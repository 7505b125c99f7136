// Copyright 2025 eraflo
//
// Licensed under the Apache License, Version 2.0 (the "License");
// you may not use this file except in compliance with the License.
// You may obtain a copy of the License at
//
//     http://www.apache.org/licenses/LICENSE-2.0
//
// Unless required by applicable law or agreed to in writing, software
// distributed under the License is distributed on an "AS IS" BASIS,
// WITHOUT WARRANTIES OR CONDITIONS OF ANY KIND, either express or implied.
// See the License for the specific language governing permissions and
// limitations under the License.

//! The command batch a context records into.

use super::command::{header, Opcode, MAX_PAYLOAD_WORDS};
use crate::renderer::api::{BatchDescriptor, BatchHandle};
use crate::renderer::error::RenderError;
use crate::renderer::traits::GraphicsDevice;
use std::borrow::Cow;
use std::sync::Arc;

/// The result of flushing a batch.
#[derive(Debug, Clone, Copy, PartialEq, Eq)]
pub enum FlushOutcome {
    /// Nothing was recorded, so nothing was submitted.
    Empty,
    /// The batch was submitted to the device.
    Submitted {
        /// The number of words handed to the device.
        words: usize,
    },
}

/// What [`BatchRecorder::reserve`] had to do to make room.
#[derive(Debug, Clone, Copy, PartialEq, Eq)]
pub enum Reservation {
    /// The words fit behind the current contents.
    Fits,
    /// The batch was flushed first and is now empty.
    Flushed,
}

/// Counters kept by a [`BatchRecorder`].
#[derive(Debug, Clone, Copy, Default, PartialEq, Eq)]
pub struct BatchStats {
    /// The number of submitted batches, explicit and automatic.
    pub submitted_batches: u64,
    /// The total number of submitted words.
    pub submitted_words: u64,
}

/// Accumulates command packets and submits them to a [`GraphicsDevice`].
///
/// Packets are never split: when a packet does not fit behind the current
/// contents the batch is submitted first and recording starts over.
#[derive(Debug)]
pub struct BatchRecorder {
    device: Arc<dyn GraphicsDevice>,
    handle: BatchHandle,
    words: Vec<u32>,
    capacity: usize,
    stats: BatchStats,
}

impl BatchRecorder {
    /// Allocates a batch of `capacity` words on `device`.
    ///
    /// ## Errors
    /// * `RenderError::BatchAllocationFailed` - If the device refuses the allocation.
    pub fn create(
        device: Arc<dyn GraphicsDevice>,
        capacity: usize,
        label: &str,
    ) -> Result<Self, RenderError> {
        let descriptor = BatchDescriptor {
            label: Some(Cow::Borrowed(label)),
            capacity_words: capacity,
        };
        let handle = device
            .create_batch(&descriptor)
            .map_err(RenderError::BatchAllocationFailed)?;

        log::debug!("Allocated batch {:?} ({} words) for '{}'", handle, capacity, label);

        Ok(Self {
            device,
            handle,
            words: Vec::with_capacity(capacity),
            capacity,
            stats: BatchStats::default(),
        })
    }

    /// The device handle of this batch.
    pub fn handle(&self) -> BatchHandle {
        self.handle
    }

    /// The capacity in words.
    pub fn capacity(&self) -> usize {
        self.capacity
    }

    /// The number of recorded words.
    pub fn len(&self) -> usize {
        self.words.len()
    }

    /// Returns `true` if nothing is recorded.
    pub fn is_empty(&self) -> bool {
        self.words.is_empty()
    }

    /// The number of words that still fit.
    pub fn remaining(&self) -> usize {
        self.capacity - self.words.len()
    }

    /// The recorded words.
    pub fn words(&self) -> &[u32] {
        &self.words
    }

    /// Submission counters.
    pub fn stats(&self) -> BatchStats {
        self.stats
    }

    /// Makes room for `words` consecutive words, flushing if needed.
    ///
    /// ## Errors
    /// * `RenderError::PacketTooLarge` - If `words` exceeds the whole capacity.
    /// * `RenderError::SubmissionFailed` - If the automatic flush fails.
    pub fn reserve(&mut self, words: usize) -> Result<Reservation, RenderError> {
        if words > self.capacity {
            return Err(RenderError::PacketTooLarge {
                words,
                capacity: self.capacity,
            });
        }
        if words <= self.remaining() {
            return Ok(Reservation::Fits);
        }

        log::trace!(
            "Batch {:?} full ({} of {} words), flushing",
            self.handle,
            self.words.len(),
            self.capacity
        );
        self.flush()?;
        Ok(Reservation::Flushed)
    }

    /// Appends one packet, flushing first if it does not fit.
    pub fn emit(&mut self, opcode: Opcode, payload: &[u32]) -> Result<Reservation, RenderError> {
        if payload.len() > MAX_PAYLOAD_WORDS {
            return Err(RenderError::PacketTooLarge {
                words: payload.len() + 1,
                capacity: self.capacity,
            });
        }
        let reservation = self.reserve(payload.len() + 1)?;
        self.push(opcode, payload);
        Ok(reservation)
    }

    /// Appends one packet into space made by a prior [`BatchRecorder::reserve`].
    pub(crate) fn push(&mut self, opcode: Opcode, payload: &[u32]) {
        debug_assert!(payload.len() < self.remaining());
        self.words.push(header(opcode, payload.len()));
        self.words.extend_from_slice(payload);
    }

    /// Submits the recorded words and starts over with an empty batch.
    ///
    /// The recorded words are discarded even when the device rejects them.
    pub fn flush(&mut self) -> Result<FlushOutcome, RenderError> {
        if self.words.is_empty() {
            return Ok(FlushOutcome::Empty);
        }

        let words = self.words.len();
        let result = self.device.submit_batch(self.handle, &self.words);
        self.words.clear();
        result?;

        self.stats.submitted_batches += 1;
        self.stats.submitted_words += words as u64;
        log::debug!("Submitted batch {:?}: {} words", self.handle, words);
        Ok(FlushOutcome::Submitted { words })
    }

    /// Releases the batch on the device. Unsubmitted words are dropped.
    pub fn destroy(self) {
        drop(self);
    }
}

impl Drop for BatchRecorder {
    fn drop(&mut self) {
        if !self.words.is_empty() {
            log::debug!(
                "Destroying batch {:?} with {} unsubmitted words",
                self.handle,
                self.words.len()
            );
        }
        self.device.destroy_batch(self.handle);
    }
}

#[cfg(test)]
mod tests {
    use super::*;
    use crate::context::command::PacketReader;
    use crate::context::testing::RecordingDevice;

    fn recorder(device: &Arc<RecordingDevice>, capacity: usize) -> BatchRecorder {
        BatchRecorder::create(device.clone(), capacity, "test").expect("batch")
    }

    #[test]
    fn flush_of_an_empty_batch_submits_nothing() {
        let device = Arc::new(RecordingDevice::default());
        let mut batch = recorder(&device, 64);
        assert_eq!(batch.flush(), Ok(FlushOutcome::Empty));
        assert!(device.submissions().is_empty());
    }

    #[test]
    fn emit_flushes_before_a_packet_that_does_not_fit() {
        let device = Arc::new(RecordingDevice::default());
        let mut batch = recorder(&device, 8);

        assert_eq!(batch.emit(Opcode::Dynamic, &[1, 2, 3]), Ok(Reservation::Fits));
        assert_eq!(batch.len(), 4);
        assert_eq!(batch.emit(Opcode::Dynamic, &[4, 5, 6, 7]), Ok(Reservation::Flushed));

        let submissions = device.submissions();
        assert_eq!(submissions.len(), 1);
        assert_eq!(submissions[0].len(), 4);
        // The second packet sits intact at the start of the new batch.
        let packet = PacketReader::new(batch.words()).next().unwrap().unwrap();
        assert_eq!(packet.payload, &[4, 5, 6, 7]);
        assert_eq!(batch.stats().submitted_batches, 1);
    }

    #[test]
    fn a_packet_larger_than_the_batch_is_rejected() {
        let device = Arc::new(RecordingDevice::default());
        let mut batch = recorder(&device, 4);
        let err = batch.emit(Opcode::Program, &[0; 4]).unwrap_err();
        assert_eq!(err, RenderError::PacketTooLarge { words: 5, capacity: 4 });
        assert!(batch.is_empty());
    }

    #[test]
    fn a_rejected_flush_discards_the_words_and_keeps_the_recorder_usable() {
        let device = Arc::new(RecordingDevice::default());
        let mut batch = recorder(&device, 16);
        batch.emit(Opcode::Dynamic, &[1, 2, 3]).unwrap();

        device.fail_next_submits(1);
        let err = batch.flush().unwrap_err();
        assert!(matches!(err, RenderError::SubmissionFailed(_)));
        assert!(batch.is_empty());
        assert_eq!(batch.stats(), BatchStats::default());

        batch.emit(Opcode::Dynamic, &[4]).unwrap();
        assert_eq!(batch.flush(), Ok(FlushOutcome::Submitted { words: 2 }));
        assert_eq!(device.submissions(), vec![vec![header(Opcode::Dynamic, 1), 4]]);
    }

    #[test]
    fn allocation_failure_is_reported() {
        let device = Arc::new(RecordingDevice::failing_allocation());
        let err = BatchRecorder::create(device, 64, "test").unwrap_err();
        assert!(matches!(err, RenderError::BatchAllocationFailed(_)));
    }

    #[test]
    fn destroy_releases_the_device_batch() {
        let device = Arc::new(RecordingDevice::default());
        let batch = recorder(&device, 16);
        let handle = batch.handle();
        batch.destroy();
        assert_eq!(device.destroyed(), vec![handle]);
    }
}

_ _ _ _ _ _ _

THE PROBLEM — Your task for the entries above: copy exactly the span starting with the line with "Accumulates command packets" and going on through the line with "pub struct BatchRecorder", both lines included, and nothing else.

ANSWER TO THE EXERCISE —
/// Accumulates command packets and submits them to a [`GraphicsDevice`].
///
/// Packets are never split: when a packet does not fit behind the current
/// contents the batch is submitted first and recording starts over.
#[derive(Debug)]
pub struct BatchRecorder {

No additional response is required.